▶ Stored data
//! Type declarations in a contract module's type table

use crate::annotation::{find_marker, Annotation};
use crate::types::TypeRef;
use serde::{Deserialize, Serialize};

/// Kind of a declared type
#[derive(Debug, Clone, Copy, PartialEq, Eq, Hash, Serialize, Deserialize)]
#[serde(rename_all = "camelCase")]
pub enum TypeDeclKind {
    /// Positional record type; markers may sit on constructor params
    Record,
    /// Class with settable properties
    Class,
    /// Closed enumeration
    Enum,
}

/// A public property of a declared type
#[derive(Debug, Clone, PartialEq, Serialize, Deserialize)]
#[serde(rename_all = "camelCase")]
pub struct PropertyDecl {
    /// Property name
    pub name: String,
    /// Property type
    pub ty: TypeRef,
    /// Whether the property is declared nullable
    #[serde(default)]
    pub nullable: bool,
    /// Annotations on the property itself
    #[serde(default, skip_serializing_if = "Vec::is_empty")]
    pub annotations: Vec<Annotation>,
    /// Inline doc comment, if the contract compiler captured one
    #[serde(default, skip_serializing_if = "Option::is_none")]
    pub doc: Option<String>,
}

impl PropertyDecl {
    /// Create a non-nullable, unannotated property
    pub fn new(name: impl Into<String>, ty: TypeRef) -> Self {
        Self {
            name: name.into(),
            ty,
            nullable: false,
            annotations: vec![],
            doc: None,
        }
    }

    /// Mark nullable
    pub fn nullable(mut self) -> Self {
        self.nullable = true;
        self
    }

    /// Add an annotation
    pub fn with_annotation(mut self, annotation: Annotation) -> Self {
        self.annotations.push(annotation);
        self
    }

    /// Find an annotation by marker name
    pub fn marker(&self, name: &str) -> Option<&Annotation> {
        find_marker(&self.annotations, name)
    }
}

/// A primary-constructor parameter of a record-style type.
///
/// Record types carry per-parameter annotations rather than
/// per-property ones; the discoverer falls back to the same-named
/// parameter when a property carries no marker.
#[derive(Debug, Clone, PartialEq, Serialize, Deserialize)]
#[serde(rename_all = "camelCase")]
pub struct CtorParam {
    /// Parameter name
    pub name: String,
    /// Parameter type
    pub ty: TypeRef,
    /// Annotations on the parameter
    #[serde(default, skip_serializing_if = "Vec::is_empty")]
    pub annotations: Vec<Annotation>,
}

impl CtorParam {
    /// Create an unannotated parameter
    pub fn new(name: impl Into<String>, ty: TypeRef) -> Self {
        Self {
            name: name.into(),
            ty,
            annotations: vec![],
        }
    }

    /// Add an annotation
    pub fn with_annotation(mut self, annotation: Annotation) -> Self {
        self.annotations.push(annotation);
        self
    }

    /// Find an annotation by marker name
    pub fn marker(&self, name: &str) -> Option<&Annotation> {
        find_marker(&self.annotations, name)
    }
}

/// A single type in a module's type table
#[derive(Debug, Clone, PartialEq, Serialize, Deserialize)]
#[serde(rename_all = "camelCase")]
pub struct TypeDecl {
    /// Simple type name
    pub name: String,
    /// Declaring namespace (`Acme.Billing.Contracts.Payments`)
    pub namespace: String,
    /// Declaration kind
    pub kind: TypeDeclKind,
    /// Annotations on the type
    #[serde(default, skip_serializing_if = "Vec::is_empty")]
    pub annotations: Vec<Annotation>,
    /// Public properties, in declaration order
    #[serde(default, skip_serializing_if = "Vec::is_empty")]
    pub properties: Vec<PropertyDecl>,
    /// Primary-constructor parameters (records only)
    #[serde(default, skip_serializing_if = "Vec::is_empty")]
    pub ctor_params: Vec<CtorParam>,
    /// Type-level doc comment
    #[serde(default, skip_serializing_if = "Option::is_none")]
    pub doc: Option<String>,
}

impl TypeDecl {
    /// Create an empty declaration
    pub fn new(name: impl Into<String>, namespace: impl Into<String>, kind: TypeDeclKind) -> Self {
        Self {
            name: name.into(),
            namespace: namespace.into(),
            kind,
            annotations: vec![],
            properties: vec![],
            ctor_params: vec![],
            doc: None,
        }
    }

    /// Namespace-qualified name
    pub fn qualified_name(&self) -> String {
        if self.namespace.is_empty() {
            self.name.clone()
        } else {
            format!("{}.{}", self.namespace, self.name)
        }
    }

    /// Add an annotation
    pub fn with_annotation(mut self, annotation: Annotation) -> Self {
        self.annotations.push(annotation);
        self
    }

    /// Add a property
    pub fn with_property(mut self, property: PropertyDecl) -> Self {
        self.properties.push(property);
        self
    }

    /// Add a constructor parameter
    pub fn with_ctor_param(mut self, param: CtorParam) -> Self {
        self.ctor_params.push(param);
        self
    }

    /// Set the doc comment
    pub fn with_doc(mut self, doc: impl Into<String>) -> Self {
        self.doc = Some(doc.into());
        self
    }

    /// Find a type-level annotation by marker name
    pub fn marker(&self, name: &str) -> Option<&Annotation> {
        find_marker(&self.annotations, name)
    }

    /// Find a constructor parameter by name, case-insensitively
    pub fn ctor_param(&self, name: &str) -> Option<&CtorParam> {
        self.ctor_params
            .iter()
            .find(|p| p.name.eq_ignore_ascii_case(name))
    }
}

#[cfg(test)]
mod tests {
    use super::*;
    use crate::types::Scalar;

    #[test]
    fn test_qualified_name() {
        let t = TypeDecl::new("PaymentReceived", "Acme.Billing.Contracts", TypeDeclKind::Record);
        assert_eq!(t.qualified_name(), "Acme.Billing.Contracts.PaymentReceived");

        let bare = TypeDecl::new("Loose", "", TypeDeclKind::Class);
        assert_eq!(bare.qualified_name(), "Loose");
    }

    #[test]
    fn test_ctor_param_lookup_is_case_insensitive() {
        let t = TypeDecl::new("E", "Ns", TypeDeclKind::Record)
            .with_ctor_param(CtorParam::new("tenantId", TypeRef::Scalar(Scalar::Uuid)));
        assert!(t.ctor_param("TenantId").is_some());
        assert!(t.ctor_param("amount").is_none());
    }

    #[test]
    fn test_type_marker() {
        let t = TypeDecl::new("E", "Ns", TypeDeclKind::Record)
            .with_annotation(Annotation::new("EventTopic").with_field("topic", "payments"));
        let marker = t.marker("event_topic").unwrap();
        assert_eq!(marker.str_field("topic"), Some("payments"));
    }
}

...

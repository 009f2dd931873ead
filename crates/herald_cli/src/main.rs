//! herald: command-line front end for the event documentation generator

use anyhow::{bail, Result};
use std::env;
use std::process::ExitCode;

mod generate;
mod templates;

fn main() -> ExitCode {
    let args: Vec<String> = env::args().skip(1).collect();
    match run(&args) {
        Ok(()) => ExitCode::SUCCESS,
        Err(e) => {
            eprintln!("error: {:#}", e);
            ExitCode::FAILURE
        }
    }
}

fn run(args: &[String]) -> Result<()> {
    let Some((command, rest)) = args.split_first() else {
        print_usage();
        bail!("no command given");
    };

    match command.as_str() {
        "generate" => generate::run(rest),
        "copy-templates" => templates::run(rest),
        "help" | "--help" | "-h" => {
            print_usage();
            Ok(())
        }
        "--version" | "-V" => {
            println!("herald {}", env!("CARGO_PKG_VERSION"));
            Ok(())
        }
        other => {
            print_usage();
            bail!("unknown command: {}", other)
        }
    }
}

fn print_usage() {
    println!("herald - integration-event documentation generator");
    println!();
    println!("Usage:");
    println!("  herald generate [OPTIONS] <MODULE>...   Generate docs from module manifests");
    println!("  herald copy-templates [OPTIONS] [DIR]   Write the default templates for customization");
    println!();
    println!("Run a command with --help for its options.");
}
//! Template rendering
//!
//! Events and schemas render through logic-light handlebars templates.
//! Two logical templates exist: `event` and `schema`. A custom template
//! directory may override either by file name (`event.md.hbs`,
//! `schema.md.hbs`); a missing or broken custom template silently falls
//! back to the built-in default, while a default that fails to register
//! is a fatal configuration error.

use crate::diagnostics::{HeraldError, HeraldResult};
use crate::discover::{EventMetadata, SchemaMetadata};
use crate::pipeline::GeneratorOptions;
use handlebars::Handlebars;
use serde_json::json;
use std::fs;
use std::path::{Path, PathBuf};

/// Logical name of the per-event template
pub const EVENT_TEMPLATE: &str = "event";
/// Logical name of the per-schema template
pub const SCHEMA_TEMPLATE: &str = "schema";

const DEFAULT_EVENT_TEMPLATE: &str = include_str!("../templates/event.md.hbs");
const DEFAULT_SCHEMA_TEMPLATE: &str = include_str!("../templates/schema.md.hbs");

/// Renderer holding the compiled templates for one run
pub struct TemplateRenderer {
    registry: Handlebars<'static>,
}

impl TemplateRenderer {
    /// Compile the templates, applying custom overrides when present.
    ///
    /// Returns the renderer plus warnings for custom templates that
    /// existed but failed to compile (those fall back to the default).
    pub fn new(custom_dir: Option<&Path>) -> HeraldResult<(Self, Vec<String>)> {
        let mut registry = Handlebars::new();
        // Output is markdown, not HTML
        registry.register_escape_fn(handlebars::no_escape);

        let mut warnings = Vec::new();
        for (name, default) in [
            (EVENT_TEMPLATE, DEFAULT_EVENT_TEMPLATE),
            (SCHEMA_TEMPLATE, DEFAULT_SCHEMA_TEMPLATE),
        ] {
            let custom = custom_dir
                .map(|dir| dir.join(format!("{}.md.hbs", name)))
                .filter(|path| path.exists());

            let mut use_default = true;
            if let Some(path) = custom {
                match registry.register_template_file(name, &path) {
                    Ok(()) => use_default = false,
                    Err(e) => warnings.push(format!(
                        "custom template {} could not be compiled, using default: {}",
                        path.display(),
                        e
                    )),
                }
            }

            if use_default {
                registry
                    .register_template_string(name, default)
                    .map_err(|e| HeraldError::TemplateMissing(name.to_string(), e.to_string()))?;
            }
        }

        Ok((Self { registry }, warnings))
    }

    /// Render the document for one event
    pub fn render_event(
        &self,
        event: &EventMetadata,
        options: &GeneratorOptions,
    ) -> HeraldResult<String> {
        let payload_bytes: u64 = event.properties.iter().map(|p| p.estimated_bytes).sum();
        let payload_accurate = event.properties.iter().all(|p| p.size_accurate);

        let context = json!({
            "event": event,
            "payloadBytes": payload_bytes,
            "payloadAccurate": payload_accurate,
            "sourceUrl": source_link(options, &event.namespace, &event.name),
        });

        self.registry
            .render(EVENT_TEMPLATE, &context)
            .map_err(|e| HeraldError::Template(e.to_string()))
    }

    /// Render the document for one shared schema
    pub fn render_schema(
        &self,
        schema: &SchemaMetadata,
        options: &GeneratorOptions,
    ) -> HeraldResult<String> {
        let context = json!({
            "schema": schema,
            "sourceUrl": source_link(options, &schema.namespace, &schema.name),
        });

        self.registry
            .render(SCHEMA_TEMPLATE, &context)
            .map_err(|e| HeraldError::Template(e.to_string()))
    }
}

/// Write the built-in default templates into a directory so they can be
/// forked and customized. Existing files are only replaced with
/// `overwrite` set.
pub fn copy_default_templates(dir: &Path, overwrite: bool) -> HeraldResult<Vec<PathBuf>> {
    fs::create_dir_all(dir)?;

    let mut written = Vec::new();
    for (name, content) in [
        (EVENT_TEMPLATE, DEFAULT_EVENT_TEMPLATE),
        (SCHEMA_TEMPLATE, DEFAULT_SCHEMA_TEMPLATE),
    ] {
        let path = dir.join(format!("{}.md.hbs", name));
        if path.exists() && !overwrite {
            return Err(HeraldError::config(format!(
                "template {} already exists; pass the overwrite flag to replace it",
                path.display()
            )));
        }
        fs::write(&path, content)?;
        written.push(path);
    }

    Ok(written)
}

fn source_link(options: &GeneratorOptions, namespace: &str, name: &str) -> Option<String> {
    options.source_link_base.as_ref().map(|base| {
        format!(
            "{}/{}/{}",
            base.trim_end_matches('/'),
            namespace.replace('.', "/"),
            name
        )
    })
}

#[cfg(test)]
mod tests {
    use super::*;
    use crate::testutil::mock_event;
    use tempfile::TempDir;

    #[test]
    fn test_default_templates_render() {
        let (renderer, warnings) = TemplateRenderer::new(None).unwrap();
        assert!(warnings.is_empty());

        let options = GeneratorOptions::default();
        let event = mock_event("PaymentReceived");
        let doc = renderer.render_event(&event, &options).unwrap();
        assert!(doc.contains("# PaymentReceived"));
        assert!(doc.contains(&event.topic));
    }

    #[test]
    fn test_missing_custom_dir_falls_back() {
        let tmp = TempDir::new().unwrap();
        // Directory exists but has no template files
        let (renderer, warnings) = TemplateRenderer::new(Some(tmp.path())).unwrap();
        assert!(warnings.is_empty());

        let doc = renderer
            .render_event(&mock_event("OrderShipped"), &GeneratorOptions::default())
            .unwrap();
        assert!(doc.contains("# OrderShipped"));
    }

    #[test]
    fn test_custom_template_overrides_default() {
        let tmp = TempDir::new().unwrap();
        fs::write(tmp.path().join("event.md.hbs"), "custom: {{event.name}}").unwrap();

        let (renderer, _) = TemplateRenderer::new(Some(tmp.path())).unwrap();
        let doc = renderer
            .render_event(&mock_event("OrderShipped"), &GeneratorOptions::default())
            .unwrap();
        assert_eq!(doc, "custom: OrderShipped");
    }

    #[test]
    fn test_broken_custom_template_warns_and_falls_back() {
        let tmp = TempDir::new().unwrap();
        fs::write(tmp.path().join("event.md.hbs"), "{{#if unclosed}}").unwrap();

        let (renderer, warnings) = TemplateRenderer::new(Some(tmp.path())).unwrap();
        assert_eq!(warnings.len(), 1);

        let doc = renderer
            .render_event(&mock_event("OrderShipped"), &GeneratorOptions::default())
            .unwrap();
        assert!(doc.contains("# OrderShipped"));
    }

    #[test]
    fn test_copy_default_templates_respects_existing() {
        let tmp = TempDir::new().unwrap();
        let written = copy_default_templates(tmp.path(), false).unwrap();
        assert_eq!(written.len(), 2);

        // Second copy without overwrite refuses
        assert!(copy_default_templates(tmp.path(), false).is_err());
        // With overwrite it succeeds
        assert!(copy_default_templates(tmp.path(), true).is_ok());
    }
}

--

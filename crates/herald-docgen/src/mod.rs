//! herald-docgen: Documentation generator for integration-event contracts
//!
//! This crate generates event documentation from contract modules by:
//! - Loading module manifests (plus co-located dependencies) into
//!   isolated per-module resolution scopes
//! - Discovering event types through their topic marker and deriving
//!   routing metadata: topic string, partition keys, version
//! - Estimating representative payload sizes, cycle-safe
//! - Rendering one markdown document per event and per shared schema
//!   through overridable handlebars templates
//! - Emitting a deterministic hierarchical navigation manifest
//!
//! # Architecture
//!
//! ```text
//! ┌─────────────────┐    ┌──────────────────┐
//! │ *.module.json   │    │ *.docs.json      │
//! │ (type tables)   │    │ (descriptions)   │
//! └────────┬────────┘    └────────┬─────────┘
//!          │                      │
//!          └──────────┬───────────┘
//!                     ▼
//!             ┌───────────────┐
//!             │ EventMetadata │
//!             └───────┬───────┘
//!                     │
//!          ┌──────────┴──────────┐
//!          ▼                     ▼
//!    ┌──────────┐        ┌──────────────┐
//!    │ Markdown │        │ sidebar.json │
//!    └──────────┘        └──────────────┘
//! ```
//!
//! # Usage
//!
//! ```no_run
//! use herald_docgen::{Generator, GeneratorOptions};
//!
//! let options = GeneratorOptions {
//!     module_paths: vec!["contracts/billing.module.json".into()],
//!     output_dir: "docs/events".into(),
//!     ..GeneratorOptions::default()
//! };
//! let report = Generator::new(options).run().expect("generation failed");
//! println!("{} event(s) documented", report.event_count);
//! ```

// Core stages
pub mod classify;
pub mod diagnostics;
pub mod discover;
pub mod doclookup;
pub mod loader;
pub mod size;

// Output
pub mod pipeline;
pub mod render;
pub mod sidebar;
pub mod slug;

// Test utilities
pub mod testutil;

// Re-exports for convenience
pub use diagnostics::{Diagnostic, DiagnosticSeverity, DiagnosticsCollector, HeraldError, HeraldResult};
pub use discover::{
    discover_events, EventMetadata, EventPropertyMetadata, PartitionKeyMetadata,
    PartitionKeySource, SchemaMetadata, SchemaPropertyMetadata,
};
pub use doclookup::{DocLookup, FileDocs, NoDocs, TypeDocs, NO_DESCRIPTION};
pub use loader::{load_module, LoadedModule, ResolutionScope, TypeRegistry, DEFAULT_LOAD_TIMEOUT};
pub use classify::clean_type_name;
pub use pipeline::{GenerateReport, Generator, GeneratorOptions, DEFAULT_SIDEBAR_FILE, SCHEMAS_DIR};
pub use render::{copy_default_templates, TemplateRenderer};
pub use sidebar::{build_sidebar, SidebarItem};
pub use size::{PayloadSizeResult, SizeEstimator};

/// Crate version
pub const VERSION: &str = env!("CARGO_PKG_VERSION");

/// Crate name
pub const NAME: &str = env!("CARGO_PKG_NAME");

▶ EXERCISE AIM
The word is "pipeline". Copy every line above where it appears.

▶ THE ANSWER
use crate::pipeline::GeneratorOptions;
pub mod pipeline;
pub use pipeline::{GenerateReport, Generator, GeneratorOptions, DEFAULT_SIDEBAR_FILE, SCHEMAS_DIR};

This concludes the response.